WORK INSTRUCTION >>
The lines below that include the word "bordered" are to be reported.

Saved data entries:
= = =
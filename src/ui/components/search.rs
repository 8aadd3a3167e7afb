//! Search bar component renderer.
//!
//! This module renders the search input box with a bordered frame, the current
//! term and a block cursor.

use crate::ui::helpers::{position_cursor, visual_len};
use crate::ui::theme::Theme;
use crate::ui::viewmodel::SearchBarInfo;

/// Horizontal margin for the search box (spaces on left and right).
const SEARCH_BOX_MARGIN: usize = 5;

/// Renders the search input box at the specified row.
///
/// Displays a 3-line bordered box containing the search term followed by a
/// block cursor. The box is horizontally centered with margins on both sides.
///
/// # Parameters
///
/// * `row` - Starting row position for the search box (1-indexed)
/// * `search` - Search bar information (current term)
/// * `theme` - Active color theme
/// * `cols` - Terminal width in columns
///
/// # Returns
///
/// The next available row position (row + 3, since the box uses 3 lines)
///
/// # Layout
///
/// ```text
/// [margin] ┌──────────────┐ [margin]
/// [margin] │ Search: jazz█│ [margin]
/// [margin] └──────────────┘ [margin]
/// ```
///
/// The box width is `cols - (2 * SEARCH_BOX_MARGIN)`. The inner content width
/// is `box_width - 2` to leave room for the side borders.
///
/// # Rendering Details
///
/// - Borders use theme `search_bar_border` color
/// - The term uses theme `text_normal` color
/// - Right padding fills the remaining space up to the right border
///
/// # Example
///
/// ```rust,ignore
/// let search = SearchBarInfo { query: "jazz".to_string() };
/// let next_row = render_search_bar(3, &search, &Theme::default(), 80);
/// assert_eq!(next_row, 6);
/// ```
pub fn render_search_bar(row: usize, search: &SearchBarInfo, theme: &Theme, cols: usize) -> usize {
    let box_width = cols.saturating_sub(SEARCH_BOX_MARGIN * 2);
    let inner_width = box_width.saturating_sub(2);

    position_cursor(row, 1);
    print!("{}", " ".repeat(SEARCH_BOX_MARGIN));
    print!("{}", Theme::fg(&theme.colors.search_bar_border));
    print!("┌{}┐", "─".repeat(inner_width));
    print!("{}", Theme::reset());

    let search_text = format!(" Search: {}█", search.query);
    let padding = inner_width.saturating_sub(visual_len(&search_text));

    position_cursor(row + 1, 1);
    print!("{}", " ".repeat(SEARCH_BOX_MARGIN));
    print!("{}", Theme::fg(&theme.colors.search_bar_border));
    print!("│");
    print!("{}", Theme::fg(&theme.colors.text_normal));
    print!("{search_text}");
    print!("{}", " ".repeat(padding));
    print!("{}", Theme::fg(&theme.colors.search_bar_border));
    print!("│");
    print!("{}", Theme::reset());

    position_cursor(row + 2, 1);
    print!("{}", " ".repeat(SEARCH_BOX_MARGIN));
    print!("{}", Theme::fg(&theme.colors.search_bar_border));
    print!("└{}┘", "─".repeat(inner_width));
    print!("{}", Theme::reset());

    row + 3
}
= = =
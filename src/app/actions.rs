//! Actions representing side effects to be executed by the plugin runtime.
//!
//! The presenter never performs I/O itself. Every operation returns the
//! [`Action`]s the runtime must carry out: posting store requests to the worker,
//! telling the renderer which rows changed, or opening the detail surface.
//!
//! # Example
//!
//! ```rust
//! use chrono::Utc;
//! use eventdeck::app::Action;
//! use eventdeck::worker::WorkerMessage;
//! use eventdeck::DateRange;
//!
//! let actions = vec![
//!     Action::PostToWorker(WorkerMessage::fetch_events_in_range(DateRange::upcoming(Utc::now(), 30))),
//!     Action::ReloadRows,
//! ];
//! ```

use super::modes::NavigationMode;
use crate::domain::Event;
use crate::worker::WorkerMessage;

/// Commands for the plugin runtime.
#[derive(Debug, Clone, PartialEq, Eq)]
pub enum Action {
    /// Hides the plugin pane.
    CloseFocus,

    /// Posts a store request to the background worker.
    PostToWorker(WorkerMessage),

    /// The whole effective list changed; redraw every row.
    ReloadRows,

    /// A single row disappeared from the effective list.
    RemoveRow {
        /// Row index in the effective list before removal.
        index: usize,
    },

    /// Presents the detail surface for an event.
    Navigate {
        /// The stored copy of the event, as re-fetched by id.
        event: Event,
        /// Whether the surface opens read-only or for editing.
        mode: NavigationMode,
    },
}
= = =
WRITTEN SOLUTION >>
//! This module renders the search input box with a bordered frame, the current
/// Displays a 3-line bordered box containing the search term followed by a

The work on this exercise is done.